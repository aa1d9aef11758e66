use burn::config::Config;
use burn::module::{Module, Param};
use burn::nn::Initializer;
use burn::tensor::module::unfold4d;
use burn::tensor::ops::UnfoldOptions;
use burn::tensor::{backend::Backend, Tensor};

use super::predict;
use crate::error::CapsNetError;
use crate::routing::route;
use crate::shape::conv_output_size_2d;

/// Configuration to create a [2D capsule convolution](CapsuleConv2d) layer using the
/// [init function](CapsuleConv2dConfig::init).
#[derive(Config, Debug)]
pub struct CapsuleConv2dConfig {
    /// The number of input and output channels.
    pub channels: [usize; 2],
    /// The size of the kernel.
    pub kernel_size: [usize; 2],
    /// The length of the input and output capsules.
    pub lengths: [usize; 2],
    /// The stride of the convolution.
    #[config(default = "[1, 1]")]
    pub stride: [usize; 2],
    /// The zero padding added on both sides of the input.
    #[config(default = "[0, 0]")]
    pub padding: [usize; 2],
    /// Spacing between kernel elements.
    #[config(default = "[1, 1]")]
    pub dilation: [usize; 2],
    /// Whether the output capsules are computed with dynamic routing.
    #[config(default = false)]
    pub with_routing: bool,
    /// The number of dynamic routing iterations.
    #[config(default = 3)]
    pub num_iterations: usize,
    /// The type of function used to initialize the transformation matrices.
    #[config(
        default = "Initializer::KaimingUniform{gain:1.0/3.0f64.sqrt(), fan_out_only:false}"
    )]
    pub initializer: Initializer,
}

/// Applies a 2D capsule convolution over input tensors.
///
/// The input channels are read as capsules of `in_length` consecutive channels. Every kernel
/// position of every input capsule casts a prediction for each output capsule through its own
/// transformation matrix, shared across the spatial positions. The predictions of one patch are
/// then [routed](crate::routing::route) into the output capsules, which are written back as
/// `out_length` consecutive channels each.
///
/// Should be created with [CapsuleConv2dConfig].
#[derive(Module, Debug)]
pub struct CapsuleConv2d<B: Backend> {
    /// Tensor of shape `[in_capsules * kernel_size_1 * kernel_size_2, in_length, out_channels]`.
    pub weight: Param<Tensor<B, 3>>,
    kernel_size: [usize; 2],
    stride: [usize; 2],
    padding: [usize; 2],
    dilation: [usize; 2],
    in_length: usize,
    out_length: usize,
    out_capsules: usize,
    with_routing: bool,
    num_iterations: usize,
}

impl CapsuleConv2dConfig {
    /// Checks that the channels can be split into whole capsules.
    pub fn validate(&self) -> Result<(), CapsNetError> {
        let [channels_in, channels_out] = self.channels;
        let [length_in, length_out] = self.lengths;

        if length_in == 0 || length_out == 0 {
            return Err(CapsNetError::invalid("capsule lengths must be positive"));
        }
        if channels_in == 0 || channels_in % length_in != 0 {
            return Err(CapsNetError::invalid(format!(
                "{channels_in} input channels can't be split into capsules of length {length_in}"
            )));
        }
        if channels_out == 0 || channels_out % length_out != 0 {
            return Err(CapsNetError::invalid(format!(
                "{channels_out} output channels can't be split into capsules of length {length_out}"
            )));
        }
        if self.kernel_size.contains(&0) || self.stride.contains(&0) || self.dilation.contains(&0) {
            return Err(CapsNetError::invalid(
                "kernel size, stride and dilation must be positive",
            ));
        }
        if self.with_routing && self.num_iterations == 0 {
            return Err(CapsNetError::invalid(
                "dynamic routing needs at least one iteration",
            ));
        }

        Ok(())
    }

    /// Initialize a new [capsule convolution](CapsuleConv2d) module.
    ///
    /// # Panics
    ///
    /// When the configuration doesn't [validate](CapsuleConv2dConfig::validate).
    pub fn init<B: Backend>(&self, device: &B::Device) -> CapsuleConv2d<B> {
        if let Err(err) = self.validate() {
            panic!("{err}");
        }

        let [channels_in, channels_out] = self.channels;
        let [length_in, length_out] = self.lengths;
        let in_capsules = channels_in / length_in * self.kernel_size[0] * self.kernel_size[1];

        let weight = self.initializer.init_with(
            [in_capsules, length_in, channels_out],
            Some(in_capsules * length_in),
            Some(channels_out),
            device,
        );

        CapsuleConv2d {
            weight,
            kernel_size: self.kernel_size,
            stride: self.stride,
            padding: self.padding,
            dilation: self.dilation,
            in_length: length_in,
            out_length: length_out,
            out_capsules: channels_out / length_out,
            with_routing: self.with_routing,
            num_iterations: self.num_iterations,
        }
    }
}

impl<B: Backend> CapsuleConv2d<B> {
    /// Applies the forward pass on the input tensor.
    ///
    /// # Shapes
    ///
    /// - input: `[batch_size, channels_in, height_in, width_in]`
    /// - output: `[batch_size, channels_out, height_out, width_out]`
    pub fn forward(&self, input: Tensor<B, 4>) -> Tensor<B, 4> {
        let [batch_size, channels_in, height_in, width_in] = input.dims();
        let [kernel_height, kernel_width] = self.kernel_size;
        let [height_out, width_out] = conv_output_size_2d(
            [height_in, width_in],
            self.kernel_size,
            self.stride,
            self.padding,
            self.dilation,
        )
        .unwrap_or_else(|| {
            panic!(
                "Capsule convolution kernel {:?} doesn't fit a {height_in}x{width_in} input",
                self.kernel_size
            )
        });

        let positions = height_out * width_out;
        let kernel_area = kernel_height * kernel_width;
        let in_capsules = channels_in / self.in_length;
        let channels_out = self.out_capsules * self.out_length;

        // [batch_size, channels_in * kernel_area, positions], channel-major.
        let options = UnfoldOptions {
            stride: self.stride,
            padding: self.padding,
            dilation: self.dilation,
        };
        let patches = unfold4d(input, self.kernel_size, options);
        let capsules = patches
            .reshape([batch_size, in_capsules, self.in_length, kernel_area, positions])
            .permute([0, 4, 1, 3, 2])
            .reshape([
                batch_size * positions,
                in_capsules * kernel_area,
                self.in_length,
            ]);

        let priors = predict(capsules, self.weight.val(), self.out_capsules, self.out_length);
        let outputs = route(priors, self.with_routing, self.num_iterations);

        outputs
            .reshape([batch_size, positions, channels_out])
            .swap_dims(1, 2)
            .reshape([batch_size, channels_out, height_out, width_out])
    }
}

#[cfg(test)]
mod tests {
    use super::*;
    use crate::{TestAutodiffBackend, TestBackend};
    use burn::tensor::{Distribution, TensorData};

    #[test]
    fn output_shape_follows_stride_and_padding() {
        let device = Default::default();
        let layer = CapsuleConv2dConfig::new([32, 64], [5, 5], [4, 8])
            .with_stride([2, 2])
            .with_padding([2, 2])
            .init::<TestBackend>(&device);
        let input = Tensor::<TestBackend, 4>::random([2, 32, 14, 14], Distribution::Default, &device);

        let output = layer.forward(input);

        assert_eq!(output.dims(), [2, 64, 7, 7]);
    }

    #[test]
    fn weight_shape() {
        let device = Default::default();
        let layer = CapsuleConv2dConfig::new([32, 64], [5, 5], [4, 8]).init::<TestBackend>(&device);

        assert_eq!(layer.weight.val().dims(), [8 * 25, 4, 64]);
    }

    #[test]
    fn weight_scale_follows_the_patch_size() {
        let device = Default::default();
        let layer = CapsuleConv2dConfig::new([32, 64], [5, 5], [4, 8]).init::<TestBackend>(&device);

        // Every output component reads all 32 * 25 patch values.
        let bound = 1.0 / ((32 * 25) as f32).sqrt();
        let weights = layer.weight.val().into_data().to_vec::<f32>().unwrap();

        assert!(weights.iter().all(|weight| weight.abs() <= bound * 1.0001));
        assert!(weights.iter().any(|weight| weight.abs() > bound / 2.0));
    }

    #[test]
    fn one_capsule_identity_transform() {
        let device = Default::default();
        let mut layer = CapsuleConv2dConfig::new([2, 2], [1, 1], [2, 2]).init::<TestBackend>(&device);
        layer.weight = Param::from_tensor(Tensor::from_floats([[[1.0, 0.0], [0.0, 1.0]]], &device));
        let input = Tensor::<TestBackend, 4>::from_floats([[[[3.0]], [[4.0]]]], &device);

        let output = layer.forward(input);

        // squash([3, 4]) = 25 / 26 * [3, 4] / 5
        output
            .into_data()
            .assert_approx_eq(&TensorData::from([[[[0.576923]], [[0.769231]]]]), 5);
    }

    #[test]
    fn kernel_positions_are_row_major() {
        let device = Default::default();
        let mut layer = CapsuleConv2dConfig::new([1, 1], [2, 2], [1, 1]).init::<TestBackend>(&device);
        // Only the bottom-right kernel position contributes.
        layer.weight = Param::from_tensor(Tensor::from_floats(
            [[[0.0]], [[0.0]], [[0.0]], [[4.0]]],
            &device,
        ));
        let input = Tensor::<TestBackend, 4>::from_floats([[[[1.0, 2.0], [3.0, 4.0]]]], &device);

        let output = layer.forward(input);

        // mean of the predictions = 4 * 4 / 4 = 4, squashed to 16 / 17.
        output
            .into_data()
            .assert_approx_eq(&TensorData::from([[[[0.941176]]]]), 5);
    }

    #[test]
    fn output_capsules_are_squashed() {
        let device = Default::default();
        let layer = CapsuleConv2dConfig::new([8, 16], [3, 3], [4, 8])
            .with_padding([1, 1])
            .with_with_routing(true)
            .init::<TestBackend>(&device);
        let input =
            Tensor::<TestBackend, 4>::random([1, 8, 5, 5], Distribution::Normal(0.0, 1.0), &device);

        let norms = layer
            .forward(input)
            .reshape([1, 2, 8, 5, 5])
            .powf_scalar(2.0)
            .sum_dim(2)
            .sqrt()
            .into_data()
            .to_vec::<f32>()
            .unwrap();

        assert_eq!(norms.len(), 2 * 25);
        assert!(norms.iter().all(|norm| (0.0..1.0).contains(norm)));
    }

    #[test]
    fn gradients_reach_the_weight() {
        let device = Default::default();
        let layer = CapsuleConv2dConfig::new([4, 8], [3, 3], [2, 4])
            .with_with_routing(true)
            .init::<TestAutodiffBackend>(&device);
        let input = Tensor::<TestAutodiffBackend, 4>::random(
            [2, 4, 4, 4],
            Distribution::Normal(0.0, 1.0),
            &device,
        );

        let grads = layer.forward(input).sum().backward();
        let grad = layer.weight.val().grad(&grads).unwrap();

        assert_eq!(grad.dims(), [2 * 9, 2, 8]);
    }

    #[test]
    fn invalid_capsule_length() {
        let result = CapsuleConv2dConfig::new([10, 8], [3, 3], [4, 8]).validate();

        assert!(matches!(result, Err(CapsNetError::InvalidConfig(_))));
    }

    #[test]
    #[should_panic(expected = "can't be split into capsules")]
    fn init_rejects_invalid_config() {
        let device = Default::default();
        CapsuleConv2dConfig::new([4, 10], [3, 3], [2, 4]).init::<TestBackend>(&device);
    }
}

================

● AIM OF THE TASK: Pick out all lines from the data above in which the word "false" appears.

● ANSWER FOR THIS EXERCISE:
    #[config(default = false)]
        default = "Initializer::KaimingUniform{gain:1.0/3.0f64.sqrt(), fan_out_only:false}"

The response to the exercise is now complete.